Let's break it all down, along with the lessons Starbucks' story holds for owners of every business.
How big should a company grow? It's all about intention
It was four decades ago that Howard Schultz returned from Italy, smitten by the romance and charm offered by the Italian coffee culture. Schultz loved the purity of the Italian coffee experience, and wanted it to serve as inspiration for Starbucks.
In his role as CEO, Schultz eventually built the Starbucks brand by offering customers a "third place": somewhere between work and home, it was a place for people to connect, learn about, and drink good coffee. However, has admitted that the company, over time, "lost its way."
Fast forward to today, and most Starbucks stores bear no resemblance to the Italian coffee culture that Schultz fell in love with. In fact, it's cold and frozen drinks like the company's famous "Frappuccino," along with their seemingly endless customization options, that reportedly make up 70% of revenue, accounting for more than $1 billion in sales.

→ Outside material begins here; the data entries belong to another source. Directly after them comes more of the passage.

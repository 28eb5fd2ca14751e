//! UIDs as they travel in association PDUs.
//!
//! UID fields are padded to an even length with a trailing NUL,
//! and some peers pad them with spaces instead.
//! Neither belongs to the UID when comparing it.

use std::borrow::Cow;

fn is_padding(c: char) -> bool {
    c == '\0' || c == ' '
}

/// Remove the trailing padding of a UID.
///
/// Borrowed UIDs stay borrowed.
pub(crate) fn trim_uid(uid: Cow<'_, str>) -> Cow<'_, str> {
    let len = uid.trim_end_matches(is_padding).len();
    if len == uid.len() {
        return uid;
    }
    match uid {
        Cow::Borrowed(uid) => Cow::Borrowed(&uid[..len]),
        Cow::Owned(mut uid) => {
            uid.truncate(len);
            Cow::Owned(uid)
        }
    }
}

#[cfg(test)]
mod tests {
    use std::borrow::Cow;

    use rstest::rstest;

    use super::trim_uid;

    #[rstest]
    #[case("1.2.3.4", "1.2.3.4")]
    #[case("1.2.3.4\0", "1.2.3.4")]
    #[case("1.2.3.45\0\0", "1.2.3.45")]
    #[case("1.2.840.10008.1.1 ", "1.2.840.10008.1.1")]
    #[case("\0", "")]
    fn padding_is_trimmed(#[case] uid: &str, #[case] expected: &str) {
        assert_eq!(trim_uid(Cow::from(uid)), expected);
        assert_eq!(trim_uid(Cow::from(uid.to_string())), expected);
    }

    #[test]
    fn trimming_does_not_allocate() {
        let uid = trim_uid(Cow::from("1.2.3.4\0"));
        assert!(matches!(uid, Cow::Borrowed("1.2.3.4")));
    }
}
fn write_pdu_variable_presentation_context_proposed(
    writer: &mut dyn Write,
    presentation_context: &PresentationContextProposed,
    codec: &dyn TextCodec,
) -> Result<()> {
    write_item_type(writer, 0x20)?;

    write_chunk_u16(writer, |writer| {
        // 5 - Presentation-context-ID
        writer
            .write_u8(presentation_context.id)
            .context(WriteFieldSnafu {
                field: "Presentation-context-ID",
            })?;

        // 6-8 - Reserved
        writer
            .write_all(&[0; 3])
            .context(WriteReservedSnafu { bytes: 3_u32 })?;

        // 9-xxx - Abstract Syntax Sub-Item
        write_item_type(writer, 0x30)?;
        write_chunk_u16(writer, |writer| {
            write_text(
                writer,
                &presentation_context.abstract_syntax,
                codec,
                "Abstract-syntax-name",
            )
        })
        .context(WriteChunkSnafu {
            name: "Abstract Syntax Sub-Item",
        })?;

        // followed by one or more Transfer Syntax Sub-Items
        for transfer_syntax in &presentation_context.transfer_syntaxes {
            write_item_type(writer, 0x40)?;
            write_chunk_u16(writer, |writer| {
                write_text(writer, transfer_syntax, codec, "Transfer-syntax-name")
            })
            .context(WriteChunkSnafu {
                name: "Transfer Syntax Sub-Item",
            })?;
        }

        Ok(())
    })
    .context(WriteChunkSnafu {
        name: "Presentation Context Item",
    })
}

fn write_pdu_variable_presentation_context_result(
    writer: &mut dyn Write,
    presentation_context: &PresentationContextResult,
    codec: &dyn TextCodec,
) -> Result<()> {
    write_item_type(writer, 0x21)?;

    write_chunk_u16(writer, |writer| {
        // 5 - Presentation-context-ID, 6 - Reserved
        writer
            .write_all(&[presentation_context.id, 0x00])
            .context(WriteFieldSnafu {
                field: "Presentation-context-ID",
            })?;

        // 7 - Result/Reason, 8 - Reserved
        writer
            .write_all(&[presentation_context.reason as u8, 0x00])
            .context(WriteFieldSnafu {
                field: "Result/Reason",
            })?;

        // 9-xxx - Transfer Syntax Sub-Item
        write_item_type(writer, 0x40)?;
        write_chunk_u16(writer, |writer| {
            write_text(
                writer,
                &presentation_context.transfer_syntax,
                codec,
                "Transfer-syntax-name",
            )
        })
        .context(WriteChunkSnafu {
            name: "Transfer Syntax Sub-Item",
        })
    })
    .context(WriteChunkSnafu {
        name: "Presentation Context Item",
    })
}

Add to that the fact that more and more customers view Starbucks as a quick stop, either ordering online and popping in for a pick-up or simply going through the drive-thru, and you'll understand why the idea of the famed coffeehouse as a third place is all but dead.
Of course, Starbucks has been a public company for 30 years, and most of this is very good for shareholders. But I can't help but contrast what the company has become, compared with Schultz's original vision.
In stark contrast to Starbucks' trajectory is that of another company currently in the news: Patagonia.
Patagonia's billionaire founder Yvon Chouinard made headlines yesterday when he announced that he and his family were transferring ownership of the company to a trust and non-profit organization. In an open letter, Chouinard explained that instead of chasing extreme growth, his goal was to "do the right thing while making enough to pay the bills."
And while Patagonia did eventually grow, Chouinard resisted the urge to go public because, in his words, that would have been "a disaster." Instead, Chouinard was able to stay true to his vision of what Patagonia should be.
So, what lesson can business owners take away from Starbucks' evolution (or devolution, depending on your perspective)?
Remember to run your business with intention. If the company grows, it's very easy to get caught up in what management expert and business author Jim Collins describes as the "overreaching, undisciplined pursuit of more." Of course, if that's your goal, then that's your choice--and Starbucks may actually serve as inspiration.
Otherwise, you'll want to view Starbucks as a cautionary tale.
Because the only way for your business to hold true to your vision, is to resist the urge to shape it according to the vision of others.